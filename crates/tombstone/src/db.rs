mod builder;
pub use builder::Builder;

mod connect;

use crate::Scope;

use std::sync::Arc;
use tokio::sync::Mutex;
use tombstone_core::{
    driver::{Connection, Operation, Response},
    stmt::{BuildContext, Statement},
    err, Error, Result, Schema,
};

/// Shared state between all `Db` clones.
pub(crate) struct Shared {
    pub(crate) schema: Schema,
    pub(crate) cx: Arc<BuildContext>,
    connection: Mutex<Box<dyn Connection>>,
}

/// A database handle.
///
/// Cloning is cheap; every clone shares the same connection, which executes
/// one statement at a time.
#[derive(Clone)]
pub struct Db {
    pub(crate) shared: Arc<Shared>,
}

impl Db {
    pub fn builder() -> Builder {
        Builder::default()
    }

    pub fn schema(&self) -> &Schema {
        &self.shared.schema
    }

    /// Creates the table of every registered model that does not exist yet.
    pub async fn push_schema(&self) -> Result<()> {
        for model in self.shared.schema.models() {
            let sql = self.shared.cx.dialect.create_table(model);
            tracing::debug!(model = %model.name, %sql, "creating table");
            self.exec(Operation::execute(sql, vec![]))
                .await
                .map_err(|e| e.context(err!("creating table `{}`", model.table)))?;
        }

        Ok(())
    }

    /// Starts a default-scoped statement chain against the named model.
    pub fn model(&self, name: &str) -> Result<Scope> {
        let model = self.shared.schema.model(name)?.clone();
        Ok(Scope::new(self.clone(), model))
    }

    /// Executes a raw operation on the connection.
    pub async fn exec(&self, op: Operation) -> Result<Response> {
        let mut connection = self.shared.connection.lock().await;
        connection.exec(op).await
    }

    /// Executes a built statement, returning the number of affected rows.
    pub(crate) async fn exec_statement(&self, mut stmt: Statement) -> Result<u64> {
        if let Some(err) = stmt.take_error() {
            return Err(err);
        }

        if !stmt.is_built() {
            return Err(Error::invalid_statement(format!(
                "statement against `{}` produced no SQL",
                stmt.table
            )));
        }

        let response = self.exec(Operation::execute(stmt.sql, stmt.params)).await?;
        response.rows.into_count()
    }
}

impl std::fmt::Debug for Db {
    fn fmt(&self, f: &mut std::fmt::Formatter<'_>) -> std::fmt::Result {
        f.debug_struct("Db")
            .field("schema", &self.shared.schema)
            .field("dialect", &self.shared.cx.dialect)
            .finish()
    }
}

§ TRY IT
Wherever a line in the listing contains the word "rows", copy that line out.

§ FINISHED EXERCISE
    /// Executes a built statement, returning the number of affected rows.
        response.rows.into_count()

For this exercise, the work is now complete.